▶ _Task to carry out_: Gather, from the data below, each line in which the word "first" occurs.

▶ _Source records_:
________________________

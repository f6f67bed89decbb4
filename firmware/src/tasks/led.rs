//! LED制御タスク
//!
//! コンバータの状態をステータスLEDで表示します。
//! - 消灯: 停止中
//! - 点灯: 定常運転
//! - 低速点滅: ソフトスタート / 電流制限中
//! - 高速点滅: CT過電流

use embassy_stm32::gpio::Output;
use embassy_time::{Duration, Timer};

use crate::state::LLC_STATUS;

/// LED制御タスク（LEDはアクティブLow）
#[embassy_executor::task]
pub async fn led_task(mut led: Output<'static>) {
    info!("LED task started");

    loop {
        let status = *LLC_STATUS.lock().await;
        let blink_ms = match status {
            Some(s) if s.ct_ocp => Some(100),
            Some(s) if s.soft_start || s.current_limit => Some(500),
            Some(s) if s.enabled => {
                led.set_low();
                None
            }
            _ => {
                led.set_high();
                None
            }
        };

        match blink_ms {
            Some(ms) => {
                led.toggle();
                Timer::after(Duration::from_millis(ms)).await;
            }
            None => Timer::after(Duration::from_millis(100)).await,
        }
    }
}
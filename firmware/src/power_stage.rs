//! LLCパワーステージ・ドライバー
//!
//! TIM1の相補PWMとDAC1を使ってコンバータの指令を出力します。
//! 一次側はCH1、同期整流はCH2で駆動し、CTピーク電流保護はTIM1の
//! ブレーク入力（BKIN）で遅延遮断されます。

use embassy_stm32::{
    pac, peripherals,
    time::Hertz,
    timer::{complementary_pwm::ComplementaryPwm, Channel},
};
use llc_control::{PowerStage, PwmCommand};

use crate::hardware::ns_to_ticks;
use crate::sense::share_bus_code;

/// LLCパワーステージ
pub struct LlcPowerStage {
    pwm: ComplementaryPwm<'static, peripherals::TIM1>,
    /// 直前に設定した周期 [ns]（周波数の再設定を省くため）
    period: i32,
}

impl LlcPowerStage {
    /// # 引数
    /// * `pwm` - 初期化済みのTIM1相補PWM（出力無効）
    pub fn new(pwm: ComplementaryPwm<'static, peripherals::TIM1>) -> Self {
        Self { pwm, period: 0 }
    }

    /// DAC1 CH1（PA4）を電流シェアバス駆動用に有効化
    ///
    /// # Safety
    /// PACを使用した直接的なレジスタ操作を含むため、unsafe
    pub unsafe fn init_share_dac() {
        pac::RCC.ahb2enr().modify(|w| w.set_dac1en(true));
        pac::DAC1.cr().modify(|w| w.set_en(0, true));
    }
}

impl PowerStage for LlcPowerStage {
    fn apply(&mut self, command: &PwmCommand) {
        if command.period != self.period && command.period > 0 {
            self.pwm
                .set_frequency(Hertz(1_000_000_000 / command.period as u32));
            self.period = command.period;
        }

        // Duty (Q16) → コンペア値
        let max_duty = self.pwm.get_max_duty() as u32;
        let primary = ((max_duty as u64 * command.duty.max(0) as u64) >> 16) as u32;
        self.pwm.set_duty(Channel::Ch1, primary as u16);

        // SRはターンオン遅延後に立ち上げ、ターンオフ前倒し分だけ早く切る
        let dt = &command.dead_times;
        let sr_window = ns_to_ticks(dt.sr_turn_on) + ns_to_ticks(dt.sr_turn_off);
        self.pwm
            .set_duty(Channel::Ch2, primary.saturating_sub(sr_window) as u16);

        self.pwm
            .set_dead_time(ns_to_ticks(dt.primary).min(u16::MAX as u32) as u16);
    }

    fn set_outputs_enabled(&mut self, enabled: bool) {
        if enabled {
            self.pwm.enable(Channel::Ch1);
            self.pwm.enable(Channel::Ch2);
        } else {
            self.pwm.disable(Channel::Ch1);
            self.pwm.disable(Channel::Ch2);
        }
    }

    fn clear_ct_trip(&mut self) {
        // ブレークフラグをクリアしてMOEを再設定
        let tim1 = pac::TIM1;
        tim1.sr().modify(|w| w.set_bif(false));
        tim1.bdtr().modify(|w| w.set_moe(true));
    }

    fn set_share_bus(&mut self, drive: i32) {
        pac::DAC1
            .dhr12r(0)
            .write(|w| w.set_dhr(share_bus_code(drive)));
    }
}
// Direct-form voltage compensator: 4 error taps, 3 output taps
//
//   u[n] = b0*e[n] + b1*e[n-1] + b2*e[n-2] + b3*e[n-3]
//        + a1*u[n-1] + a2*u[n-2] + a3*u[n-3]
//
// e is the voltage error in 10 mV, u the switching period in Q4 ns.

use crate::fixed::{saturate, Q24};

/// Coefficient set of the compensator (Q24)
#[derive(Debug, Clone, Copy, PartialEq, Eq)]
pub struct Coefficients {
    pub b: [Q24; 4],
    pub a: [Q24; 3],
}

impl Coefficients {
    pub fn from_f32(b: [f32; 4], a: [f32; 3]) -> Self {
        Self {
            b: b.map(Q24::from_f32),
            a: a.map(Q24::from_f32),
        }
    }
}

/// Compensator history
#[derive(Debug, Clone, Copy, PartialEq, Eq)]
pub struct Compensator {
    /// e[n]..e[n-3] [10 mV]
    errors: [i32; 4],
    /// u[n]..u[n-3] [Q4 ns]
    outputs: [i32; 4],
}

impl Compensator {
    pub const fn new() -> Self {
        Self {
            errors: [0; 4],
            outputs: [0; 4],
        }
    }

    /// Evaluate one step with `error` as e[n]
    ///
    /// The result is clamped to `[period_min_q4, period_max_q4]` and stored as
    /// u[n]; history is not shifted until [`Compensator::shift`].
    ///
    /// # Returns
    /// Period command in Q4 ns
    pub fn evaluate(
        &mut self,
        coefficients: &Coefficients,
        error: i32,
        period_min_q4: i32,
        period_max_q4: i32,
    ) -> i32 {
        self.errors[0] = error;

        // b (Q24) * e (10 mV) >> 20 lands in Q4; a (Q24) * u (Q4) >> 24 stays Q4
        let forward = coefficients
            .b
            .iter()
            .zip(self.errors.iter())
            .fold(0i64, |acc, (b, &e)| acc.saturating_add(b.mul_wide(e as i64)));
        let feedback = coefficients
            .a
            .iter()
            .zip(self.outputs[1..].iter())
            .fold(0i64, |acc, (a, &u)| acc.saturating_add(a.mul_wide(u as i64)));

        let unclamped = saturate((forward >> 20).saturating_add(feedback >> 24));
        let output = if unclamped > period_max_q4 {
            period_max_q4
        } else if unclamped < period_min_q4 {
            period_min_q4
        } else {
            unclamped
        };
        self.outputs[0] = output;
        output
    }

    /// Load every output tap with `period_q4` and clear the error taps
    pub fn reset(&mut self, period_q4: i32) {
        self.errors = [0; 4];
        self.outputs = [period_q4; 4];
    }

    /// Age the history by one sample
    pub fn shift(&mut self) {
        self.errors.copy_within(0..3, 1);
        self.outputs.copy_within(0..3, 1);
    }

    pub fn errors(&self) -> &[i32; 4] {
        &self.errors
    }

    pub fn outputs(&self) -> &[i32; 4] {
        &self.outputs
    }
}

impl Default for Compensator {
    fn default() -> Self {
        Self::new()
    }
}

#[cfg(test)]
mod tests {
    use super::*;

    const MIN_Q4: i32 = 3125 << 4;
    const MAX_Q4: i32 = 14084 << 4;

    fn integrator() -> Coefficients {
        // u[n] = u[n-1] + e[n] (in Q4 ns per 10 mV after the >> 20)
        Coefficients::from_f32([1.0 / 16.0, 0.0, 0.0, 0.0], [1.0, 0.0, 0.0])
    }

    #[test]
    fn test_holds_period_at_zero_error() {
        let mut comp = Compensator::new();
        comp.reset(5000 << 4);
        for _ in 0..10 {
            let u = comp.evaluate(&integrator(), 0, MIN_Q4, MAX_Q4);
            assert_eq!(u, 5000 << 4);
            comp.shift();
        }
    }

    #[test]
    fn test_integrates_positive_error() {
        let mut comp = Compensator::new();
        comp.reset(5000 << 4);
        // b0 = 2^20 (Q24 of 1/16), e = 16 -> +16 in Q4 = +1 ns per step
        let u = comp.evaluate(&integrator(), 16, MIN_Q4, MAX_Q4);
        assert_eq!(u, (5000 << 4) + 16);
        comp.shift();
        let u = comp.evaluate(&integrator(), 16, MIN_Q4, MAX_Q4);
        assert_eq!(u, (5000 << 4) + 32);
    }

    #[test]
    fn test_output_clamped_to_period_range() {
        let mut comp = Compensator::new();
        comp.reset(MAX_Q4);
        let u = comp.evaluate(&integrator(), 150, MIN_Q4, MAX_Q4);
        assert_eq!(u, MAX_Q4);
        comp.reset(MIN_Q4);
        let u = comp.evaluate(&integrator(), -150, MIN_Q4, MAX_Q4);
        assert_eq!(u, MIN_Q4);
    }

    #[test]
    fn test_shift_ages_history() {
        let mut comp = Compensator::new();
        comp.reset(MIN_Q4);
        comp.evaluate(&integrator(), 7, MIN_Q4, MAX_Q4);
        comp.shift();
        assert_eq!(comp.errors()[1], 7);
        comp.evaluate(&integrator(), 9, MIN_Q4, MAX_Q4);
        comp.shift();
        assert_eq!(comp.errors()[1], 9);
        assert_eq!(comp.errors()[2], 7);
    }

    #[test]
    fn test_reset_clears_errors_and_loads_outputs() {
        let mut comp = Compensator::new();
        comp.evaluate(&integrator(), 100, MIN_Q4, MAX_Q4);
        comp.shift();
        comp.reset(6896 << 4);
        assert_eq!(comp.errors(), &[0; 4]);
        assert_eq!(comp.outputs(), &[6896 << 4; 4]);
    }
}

________________________

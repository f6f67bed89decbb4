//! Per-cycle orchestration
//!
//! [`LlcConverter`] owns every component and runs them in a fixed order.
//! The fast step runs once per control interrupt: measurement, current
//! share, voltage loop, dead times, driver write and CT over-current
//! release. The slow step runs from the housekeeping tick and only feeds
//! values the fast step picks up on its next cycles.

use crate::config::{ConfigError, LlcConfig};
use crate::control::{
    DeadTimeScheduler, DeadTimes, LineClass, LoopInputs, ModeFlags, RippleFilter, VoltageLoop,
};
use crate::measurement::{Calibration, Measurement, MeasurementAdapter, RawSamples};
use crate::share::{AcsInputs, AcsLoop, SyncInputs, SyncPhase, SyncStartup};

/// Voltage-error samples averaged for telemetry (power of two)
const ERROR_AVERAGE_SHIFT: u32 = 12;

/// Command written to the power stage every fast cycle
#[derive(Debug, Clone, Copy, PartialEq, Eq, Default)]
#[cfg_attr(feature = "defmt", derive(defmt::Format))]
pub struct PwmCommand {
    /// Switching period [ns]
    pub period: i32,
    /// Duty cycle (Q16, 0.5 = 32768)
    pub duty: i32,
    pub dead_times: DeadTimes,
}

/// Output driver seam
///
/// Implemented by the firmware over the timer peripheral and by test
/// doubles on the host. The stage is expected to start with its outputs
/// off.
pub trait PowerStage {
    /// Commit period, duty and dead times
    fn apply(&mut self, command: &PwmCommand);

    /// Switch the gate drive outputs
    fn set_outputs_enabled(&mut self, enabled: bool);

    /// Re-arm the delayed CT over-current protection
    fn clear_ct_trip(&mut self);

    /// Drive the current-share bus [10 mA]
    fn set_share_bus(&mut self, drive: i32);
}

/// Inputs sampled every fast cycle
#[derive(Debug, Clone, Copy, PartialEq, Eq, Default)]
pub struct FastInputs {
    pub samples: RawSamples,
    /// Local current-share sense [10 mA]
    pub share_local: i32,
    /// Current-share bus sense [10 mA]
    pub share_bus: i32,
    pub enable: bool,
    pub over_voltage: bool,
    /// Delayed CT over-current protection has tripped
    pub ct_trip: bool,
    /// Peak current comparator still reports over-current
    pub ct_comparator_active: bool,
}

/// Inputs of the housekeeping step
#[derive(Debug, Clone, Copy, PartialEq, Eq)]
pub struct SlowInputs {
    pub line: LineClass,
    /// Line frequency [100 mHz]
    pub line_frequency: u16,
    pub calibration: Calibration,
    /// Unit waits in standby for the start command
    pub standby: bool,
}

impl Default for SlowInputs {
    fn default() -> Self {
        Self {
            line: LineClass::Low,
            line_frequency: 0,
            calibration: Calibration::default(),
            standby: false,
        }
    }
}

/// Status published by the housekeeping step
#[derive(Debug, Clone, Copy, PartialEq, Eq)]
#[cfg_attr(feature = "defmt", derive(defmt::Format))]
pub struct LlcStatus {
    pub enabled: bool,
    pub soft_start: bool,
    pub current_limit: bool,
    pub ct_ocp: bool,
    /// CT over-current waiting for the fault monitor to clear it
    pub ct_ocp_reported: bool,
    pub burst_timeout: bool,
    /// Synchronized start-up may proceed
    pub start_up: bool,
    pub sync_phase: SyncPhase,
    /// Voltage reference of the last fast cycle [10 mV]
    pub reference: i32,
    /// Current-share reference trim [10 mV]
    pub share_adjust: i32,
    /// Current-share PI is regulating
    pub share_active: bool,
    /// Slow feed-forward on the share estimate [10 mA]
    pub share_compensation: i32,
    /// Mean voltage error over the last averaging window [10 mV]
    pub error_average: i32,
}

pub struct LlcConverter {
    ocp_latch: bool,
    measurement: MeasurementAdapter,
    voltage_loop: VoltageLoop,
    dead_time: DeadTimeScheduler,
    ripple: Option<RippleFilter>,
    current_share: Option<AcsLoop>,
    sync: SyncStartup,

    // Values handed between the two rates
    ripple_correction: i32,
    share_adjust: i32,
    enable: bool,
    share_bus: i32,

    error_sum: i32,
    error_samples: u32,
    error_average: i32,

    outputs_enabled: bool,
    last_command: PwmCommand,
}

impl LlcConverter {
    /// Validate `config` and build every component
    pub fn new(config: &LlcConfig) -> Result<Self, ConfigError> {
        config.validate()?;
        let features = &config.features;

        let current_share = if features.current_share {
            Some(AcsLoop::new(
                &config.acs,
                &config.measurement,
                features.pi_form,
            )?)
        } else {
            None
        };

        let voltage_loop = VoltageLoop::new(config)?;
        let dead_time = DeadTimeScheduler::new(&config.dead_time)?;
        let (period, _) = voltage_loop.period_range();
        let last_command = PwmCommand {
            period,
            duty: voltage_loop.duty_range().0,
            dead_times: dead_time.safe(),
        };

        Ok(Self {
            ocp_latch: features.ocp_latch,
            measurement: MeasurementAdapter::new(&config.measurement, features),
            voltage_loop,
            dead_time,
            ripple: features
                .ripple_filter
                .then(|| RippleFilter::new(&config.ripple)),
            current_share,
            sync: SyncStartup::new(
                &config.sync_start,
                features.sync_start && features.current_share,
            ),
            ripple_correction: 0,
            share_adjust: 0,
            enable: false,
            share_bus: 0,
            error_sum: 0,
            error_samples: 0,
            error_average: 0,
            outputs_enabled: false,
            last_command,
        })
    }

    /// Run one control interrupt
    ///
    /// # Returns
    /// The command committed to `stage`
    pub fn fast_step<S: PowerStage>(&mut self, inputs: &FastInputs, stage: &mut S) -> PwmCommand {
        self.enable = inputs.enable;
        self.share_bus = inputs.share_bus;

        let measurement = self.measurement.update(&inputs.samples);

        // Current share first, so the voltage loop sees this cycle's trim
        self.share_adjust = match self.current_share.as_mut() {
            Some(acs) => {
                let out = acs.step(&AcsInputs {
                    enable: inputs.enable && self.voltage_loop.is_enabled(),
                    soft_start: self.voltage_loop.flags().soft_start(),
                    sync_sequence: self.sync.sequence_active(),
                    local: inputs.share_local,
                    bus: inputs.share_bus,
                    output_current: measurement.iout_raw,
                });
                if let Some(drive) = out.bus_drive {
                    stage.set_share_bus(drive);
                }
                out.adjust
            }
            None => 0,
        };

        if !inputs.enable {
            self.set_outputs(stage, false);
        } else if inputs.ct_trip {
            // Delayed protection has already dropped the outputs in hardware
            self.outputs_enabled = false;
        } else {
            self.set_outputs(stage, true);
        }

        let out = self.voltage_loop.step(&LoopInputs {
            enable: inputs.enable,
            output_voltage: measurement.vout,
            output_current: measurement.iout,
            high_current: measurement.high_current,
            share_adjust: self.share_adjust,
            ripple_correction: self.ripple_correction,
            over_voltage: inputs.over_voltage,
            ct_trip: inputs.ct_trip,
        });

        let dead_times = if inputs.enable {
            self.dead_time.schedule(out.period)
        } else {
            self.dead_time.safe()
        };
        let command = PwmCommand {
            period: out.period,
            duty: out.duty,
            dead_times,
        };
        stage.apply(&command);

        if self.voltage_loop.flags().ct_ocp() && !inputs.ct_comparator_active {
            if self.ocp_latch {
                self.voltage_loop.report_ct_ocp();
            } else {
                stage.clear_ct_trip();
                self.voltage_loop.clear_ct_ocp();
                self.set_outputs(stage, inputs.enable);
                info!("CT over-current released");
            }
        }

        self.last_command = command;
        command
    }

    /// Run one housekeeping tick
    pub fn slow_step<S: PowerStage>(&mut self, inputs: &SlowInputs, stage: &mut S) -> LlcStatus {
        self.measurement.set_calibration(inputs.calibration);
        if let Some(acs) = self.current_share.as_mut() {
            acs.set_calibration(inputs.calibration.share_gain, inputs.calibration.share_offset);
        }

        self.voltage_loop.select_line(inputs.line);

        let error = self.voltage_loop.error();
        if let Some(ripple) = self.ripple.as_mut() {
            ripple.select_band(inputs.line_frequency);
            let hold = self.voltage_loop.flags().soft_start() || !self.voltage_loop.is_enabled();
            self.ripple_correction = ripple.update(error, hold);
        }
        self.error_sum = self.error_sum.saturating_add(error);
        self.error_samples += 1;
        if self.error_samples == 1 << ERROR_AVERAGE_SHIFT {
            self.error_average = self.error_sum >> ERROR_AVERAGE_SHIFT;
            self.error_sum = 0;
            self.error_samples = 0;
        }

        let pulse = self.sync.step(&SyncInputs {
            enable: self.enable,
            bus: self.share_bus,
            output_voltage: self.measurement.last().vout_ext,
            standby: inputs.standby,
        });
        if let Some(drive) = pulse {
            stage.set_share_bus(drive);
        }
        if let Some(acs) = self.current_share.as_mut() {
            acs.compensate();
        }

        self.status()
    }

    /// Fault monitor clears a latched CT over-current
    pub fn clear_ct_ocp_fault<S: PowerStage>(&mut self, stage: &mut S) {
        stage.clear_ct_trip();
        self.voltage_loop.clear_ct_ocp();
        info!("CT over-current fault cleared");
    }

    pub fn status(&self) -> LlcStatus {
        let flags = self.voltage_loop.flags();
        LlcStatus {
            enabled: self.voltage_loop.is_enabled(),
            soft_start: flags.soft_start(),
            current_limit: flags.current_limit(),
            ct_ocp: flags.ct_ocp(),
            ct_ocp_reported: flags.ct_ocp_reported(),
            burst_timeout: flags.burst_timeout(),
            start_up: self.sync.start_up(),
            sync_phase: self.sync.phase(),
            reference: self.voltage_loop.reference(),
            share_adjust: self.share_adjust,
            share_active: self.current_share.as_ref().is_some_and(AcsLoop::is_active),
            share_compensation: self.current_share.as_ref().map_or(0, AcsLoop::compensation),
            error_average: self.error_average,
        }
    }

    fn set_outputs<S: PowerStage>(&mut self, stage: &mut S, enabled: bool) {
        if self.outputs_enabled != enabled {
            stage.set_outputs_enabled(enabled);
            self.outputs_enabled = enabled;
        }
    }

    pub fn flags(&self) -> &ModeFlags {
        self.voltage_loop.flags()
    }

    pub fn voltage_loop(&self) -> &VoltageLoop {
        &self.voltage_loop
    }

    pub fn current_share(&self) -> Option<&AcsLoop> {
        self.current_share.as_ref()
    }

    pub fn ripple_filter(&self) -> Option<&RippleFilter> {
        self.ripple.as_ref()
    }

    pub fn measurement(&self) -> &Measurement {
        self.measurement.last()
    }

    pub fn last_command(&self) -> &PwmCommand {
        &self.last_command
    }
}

________________________

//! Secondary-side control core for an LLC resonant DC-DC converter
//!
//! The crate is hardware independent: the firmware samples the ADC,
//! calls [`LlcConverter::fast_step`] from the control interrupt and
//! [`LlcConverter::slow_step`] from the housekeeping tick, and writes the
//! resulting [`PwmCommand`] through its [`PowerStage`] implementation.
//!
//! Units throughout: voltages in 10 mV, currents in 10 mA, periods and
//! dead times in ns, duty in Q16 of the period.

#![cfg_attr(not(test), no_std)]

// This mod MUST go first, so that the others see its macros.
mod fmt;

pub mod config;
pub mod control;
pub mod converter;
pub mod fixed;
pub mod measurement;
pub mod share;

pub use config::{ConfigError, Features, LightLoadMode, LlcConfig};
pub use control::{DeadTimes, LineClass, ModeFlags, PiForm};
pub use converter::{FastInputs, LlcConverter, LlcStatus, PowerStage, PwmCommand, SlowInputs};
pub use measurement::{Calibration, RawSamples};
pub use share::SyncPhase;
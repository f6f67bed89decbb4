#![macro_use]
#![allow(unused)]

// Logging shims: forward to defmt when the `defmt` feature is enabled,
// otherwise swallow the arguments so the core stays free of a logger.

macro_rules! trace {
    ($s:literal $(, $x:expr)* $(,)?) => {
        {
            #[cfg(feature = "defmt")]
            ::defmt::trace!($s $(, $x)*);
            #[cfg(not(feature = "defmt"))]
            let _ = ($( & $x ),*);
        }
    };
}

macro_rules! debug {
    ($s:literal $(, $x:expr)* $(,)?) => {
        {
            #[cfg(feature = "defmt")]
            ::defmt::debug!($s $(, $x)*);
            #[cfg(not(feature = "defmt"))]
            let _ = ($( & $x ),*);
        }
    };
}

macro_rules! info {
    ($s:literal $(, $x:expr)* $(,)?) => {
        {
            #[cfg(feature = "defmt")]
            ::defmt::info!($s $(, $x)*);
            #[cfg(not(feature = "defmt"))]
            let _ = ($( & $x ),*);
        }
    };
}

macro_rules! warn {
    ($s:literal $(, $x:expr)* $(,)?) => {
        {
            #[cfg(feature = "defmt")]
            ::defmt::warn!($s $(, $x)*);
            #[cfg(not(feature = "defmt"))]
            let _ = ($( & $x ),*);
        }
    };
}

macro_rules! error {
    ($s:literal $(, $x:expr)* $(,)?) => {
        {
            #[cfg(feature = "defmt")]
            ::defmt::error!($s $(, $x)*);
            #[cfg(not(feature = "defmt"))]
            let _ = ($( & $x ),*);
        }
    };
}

________________________

▶ _Solution to the problem_:
        // Current share first, so the voltage loop sees this cycle's trim
// This mod MUST go first, so that the others see its macros.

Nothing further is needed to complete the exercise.